§ **REQUIRED WORK**:
Every line from the start of the listing below through the line that contains "pub fn points(&self)" is to be reproduced word for word.

---------- PROVIDED INFORMATION

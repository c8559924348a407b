//! The plot data structures and the grammar that produces them.

use std::str;

use nom::branch::alt;
use nom::bytes::complete::{tag_no_case, take, take_till1, take_while, take_while1};
use nom::character::complete::{line_ending, space0, space1};
use nom::combinator::opt;
use nom::error::{Error, ErrorKind};
use nom::multi::many0;
use nom::number::complete::{be_f64, le_f64};
use nom::sequence::{delimited, tuple};
use nom::{Err, IResult};
use serde::{Deserialize, Serialize};

use crate::{ByteOrder, Options};


/// One plot: the data saved by a single analysis.
#[derive(Debug, Clone, PartialEq, Serialize, Deserialize)]
pub struct Plot {
    /// The rawfile title, repeated on every plot that carries one.
    pub title: Option<String>,
    /// The date on which the analysis was run.
    pub date: Option<String>,
    /// The plot name, e.g. `tran1: time = (0 s -> 1 us)`.
    pub name: String,
    /// Format flags; contains `complex` when the data block is complex.
    pub flags: String,
    /// The saved variables, in column order.
    pub variables: Vec<Variable>,
    /// The saved data, one trace per variable.
    pub data: PlotData,
}

impl Plot {
    /// Whether this plot's data block is complex-valued.
    pub fn is_complex(&self) -> bool {
        matches!(self.data, PlotData::Complex(_))
    }

    /// The number of points saved per trace.
    pub fn points(&self) -> usize {
        match &self.data {
            PlotData::Real(traces) => traces.first().map(Vec::len).unwrap_or(0),
            PlotData::Complex(traces) => traces.first().map(|t| t.real.len()).unwrap_or(0),
        }
    }

    /// Looks up a variable by name.
    pub fn variable(&self, name: &str) -> Option<&Variable> {
        self.variables.iter().find(|v| v.name == name)
    }

    /// The trace saved for the named variable, if the plot is real.
    pub fn real(&self, name: &str) -> Option<&[f64]> {
        let var = self.variable(name)?;
        self.data.as_real()?.get(var.idx).map(Vec::as_slice)
    }

    /// The trace saved for the named variable, if the plot is complex.
    pub fn complex(&self, name: &str) -> Option<&ComplexTrace> {
        let var = self.variable(name)?;
        self.data.as_complex()?.get(var.idx)
    }
}

/// One row of a plot's variable table.
#[derive(Debug, Clone, PartialEq, Serialize, Deserialize)]
pub struct Variable {
    /// The index of this variable among the saved traces.
    pub idx: usize,
    /// The signal name.
    pub name: String,
    /// The signal units, e.g. `voltage` or `time`.
    pub unit: String,
}

/// The data block of a plot.
#[derive(Debug, Clone, PartialEq, Serialize, Deserialize)]
pub enum PlotData {
    /// One real trace per variable.
    Real(Vec<Vec<f64>>),
    /// One complex trace per variable.
    Complex(Vec<ComplexTrace>),
}

impl PlotData {
    /// The real traces, if this data block is real.
    pub fn as_real(&self) -> Option<&[Vec<f64>]> {
        match self {
            Self::Real(traces) => Some(traces),
            Self::Complex(_) => None,
        }
    }

    /// The complex traces, if this data block is complex.
    pub fn as_complex(&self) -> Option<&[ComplexTrace]> {
        match self {
            Self::Real(_) => None,
            Self::Complex(traces) => Some(traces),
        }
    }
}

/// A complex data trace, stored as parallel real and imaginary vectors.
#[derive(Debug, Clone, PartialEq, Serialize, Deserialize)]
pub struct ComplexTrace {
    /// The real parts.
    pub real: Vec<f64>,
    /// The imaginary parts.
    pub imag: Vec<f64>,
}

impl ComplexTrace {
    fn with_capacity(cap: usize) -> Self {
        Self {
            real: Vec::with_capacity(cap),
            imag: Vec::with_capacity(cap),
        }
    }
}

fn is_line_ending(c: u8) -> bool {
    c == b'\n' || c == b'\r'
}

fn is_blank(c: u8) -> bool {
    c == b' ' || c == b'\t' || is_line_ending(c)
}

fn utf8(input: &[u8]) -> Result<&str, Err<Error<&[u8]>>> {
    str::from_utf8(input).map_err(|_| Err::Failure(Error::new(input, ErrorKind::Char)))
}

fn field_usize<'a>(field: &'a [u8]) -> Result<usize, Err<Error<&'a [u8]>>> {
    utf8(field)?
        .trim()
        .parse()
        .map_err(|_| Err::Failure(Error::new(field, ErrorKind::Digit)))
}

fn field_f64<'a>(field: &'a [u8]) -> Result<f64, Err<Error<&'a [u8]>>> {
    utf8(field)?
        .trim()
        .parse()
        .map_err(|_| Err::Failure(Error::new(field, ErrorKind::Float)))
}

/// Matches one `Key: value` header line, returning the trimmed value.
fn header_line<'a, 'k>(key: &'k str) -> impl Fn(&'a [u8]) -> IResult<&'a [u8], &'a str> + 'k {
    move |input| {
        let (input, value) = delimited(
            tuple((tag_no_case(key), space0)),
            take_till1(is_line_ending),
            line_ending,
        )(input)?;
        Ok((input, utf8(value)?.trim_end()))
    }
}

struct PlotHeader<'a> {
    title: Option<&'a str>,
    date: Option<&'a str>,
    name: &'a str,
    flags: &'a str,
    variables: usize,
    points: usize,
}

fn plot_header(input: &[u8]) -> IResult<&[u8], PlotHeader> {
    let (input, title) = opt(header_line("Title:"))(input)?;
    let (input, date) = opt(header_line("Date:"))(input)?;
    let (input, name) = header_line("Plotname:")(input)?;
    let (input, flags) = header_line("Flags:")(input)?;
    let (input, variables) = header_line("No. Variables:")(input)?;
    let (input, points) = header_line("No. Points:")(input)?;
    let header = PlotHeader {
        title,
        date,
        name,
        flags,
        variables: field_usize(variables.as_bytes())?,
        points: field_usize(points.as_bytes())?,
    };
    Ok((input, header))
}

fn variable_line(input: &[u8]) -> IResult<&[u8], Variable> {
    let field = take_till1(is_blank);
    let (input, (_, idx, _, name, _, unit)) =
        tuple((space0, &field, space1, &field, space1, &field))(input)?;
    // AC plots may append `grid=` or `dims=` annotations; skip to end of line.
    let (input, _) = take_while(|c| !is_line_ending(c))(input)?;
    let (input, _) = line_ending(input)?;
    Ok((
        input,
        Variable {
            idx: field_usize(idx)?,
            name: utf8(name)?.to_string(),
            unit: utf8(unit)?.to_string(),
        },
    ))
}

fn variable_table(input: &[u8]) -> IResult<&[u8], Vec<Variable>> {
    let (input, _) = tuple((
        tag_no_case("Variables:"),
        space0,
        opt(line_ending),
        space0,
    ))(input)?;
    many0(variable_line)(input)
}

fn double(input: &[u8], order: ByteOrder) -> IResult<&[u8], f64> {
    match order {
        ByteOrder::BigEndian => be_f64(input),
        ByteOrder::LittleEndian => le_f64(input),
    }
}

fn binary_block(
    vars: usize,
    points: usize,
    complex: bool,
    order: ByteOrder,
) -> impl Fn(&[u8]) -> IResult<&[u8], PlotData> {
    move |input| {
        let (mut input, _) = tuple((tag_no_case("Binary:"), space0, line_ending))(input)?;
        if complex {
            let mut traces = vec![ComplexTrace::with_capacity(points); vars];
            for _ in 0..points {
                for trace in traces.iter_mut() {
                    let val;
                    (input, val) = double(input, order)?;
                    trace.real.push(val);
                    let val;
                    (input, val) = double(input, order)?;
                    trace.imag.push(val);
                }
            }
            Ok((input, PlotData::Complex(traces)))
        } else {
            let mut traces = vec![Vec::with_capacity(points); vars];
            for _ in 0..points {
                for trace in traces.iter_mut() {
                    let val;
                    (input, val) = double(input, order)?;
                    trace.push(val);
                }
            }
            Ok((input, PlotData::Real(traces)))
        }
    }
}

fn ascii_block(
    vars: usize,
    points: usize,
    complex: bool,
) -> impl Fn(&[u8]) -> IResult<&[u8], PlotData> {
    move |input| {
        let (mut input, _) = tuple((tag_no_case("Values:"), space0, line_ending))(input)?;
        (input, _) = take_while(is_blank)(input)?;
        if complex {
            let mut traces = vec![ComplexTrace::with_capacity(points); vars];
            for _ in 0..points {
                // Point index; each value follows as `real,imag`.
                (input, _) = take_till1(is_blank)(input)?;
                for trace in traces.iter_mut() {
                    (input, _) = take_while1(is_blank)(input)?;
                    let re;
                    (input, re) = take_till1(|c| c == b',')(input)?;
                    trace.real.push(field_f64(re)?);
                    (input, _) = take(1usize)(input)?;
                    let im;
                    (input, im) = take_till1(is_blank)(input)?;
                    trace.imag.push(field_f64(im)?);
                }
                (input, _) = take_while(is_blank)(input)?;
            }
            Ok((input, PlotData::Complex(traces)))
        } else {
            let mut traces = vec![Vec::with_capacity(points); vars];
            for _ in 0..points {
                (input, _) = take_till1(is_blank)(input)?;
                for trace in traces.iter_mut() {
                    (input, _) = take_while1(is_blank)(input)?;
                    let val;
                    (input, val) = take_till1(is_blank)(input)?;
                    trace.push(field_f64(val)?);
                }
                (input, _) = take_while(is_blank)(input)?;
            }
            Ok((input, PlotData::Real(traces)))
        }
    }
}

fn plot(opts: Options) -> impl Fn(&[u8]) -> IResult<&[u8], Plot> {
    move |input| {
        let (input, _) = take_while(is_blank)(input)?;
        let (input, header) = plot_header(input)?;
        let (input, variables) = variable_table(input)?;
        let complex = header.flags.contains("complex");
        let (input, data) = alt((
            binary_block(header.variables, header.points, complex, opts.endianness),
            ascii_block(header.variables, header.points, complex),
        ))(input)?;
        Ok((
            input,
            Plot {
                title: header.title.map(str::to_string),
                date: header.date.map(str::to_string),
                name: header.name.to_string(),
                flags: header.flags.to_string(),
                variables,
                data,
            },
        ))
    }
}

pub(crate) fn plots(input: &[u8], opts: Options) -> IResult<&[u8], Vec<Plot>> {
    many0(plot(opts))(input)
}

--------------------

§ **SOLVED EXERCISE**:
repository c8559924348a407b
//! The plot data structures and the grammar that produces them.

use std::str;

use nom::branch::alt;
use nom::bytes::complete::{tag_no_case, take, take_till1, take_while, take_while1};
use nom::character::complete::{line_ending, space0, space1};
use nom::combinator::opt;
use nom::error::{Error, ErrorKind};
use nom::multi::many0;
use nom::number::complete::{be_f64, le_f64};
use nom::sequence::{delimited, tuple};
use nom::{Err, IResult};
use serde::{Deserialize, Serialize};

use crate::{ByteOrder, Options};


/// One plot: the data saved by a single analysis.
#[derive(Debug, Clone, PartialEq, Serialize, Deserialize)]
pub struct Plot {
    /// The rawfile title, repeated on every plot that carries one.
    pub title: Option<String>,
    /// The date on which the analysis was run.
    pub date: Option<String>,
    /// The plot name, e.g. `tran1: time = (0 s -> 1 us)`.
    pub name: String,
    /// Format flags; contains `complex` when the data block is complex.
    pub flags: String,
    /// The saved variables, in column order.
    pub variables: Vec<Variable>,
    /// The saved data, one trace per variable.
    pub data: PlotData,
}

impl Plot {
    /// Whether this plot's data block is complex-valued.
    pub fn is_complex(&self) -> bool {
        matches!(self.data, PlotData::Complex(_))
    }

    /// The number of points saved per trace.
    pub fn points(&self) -> usize {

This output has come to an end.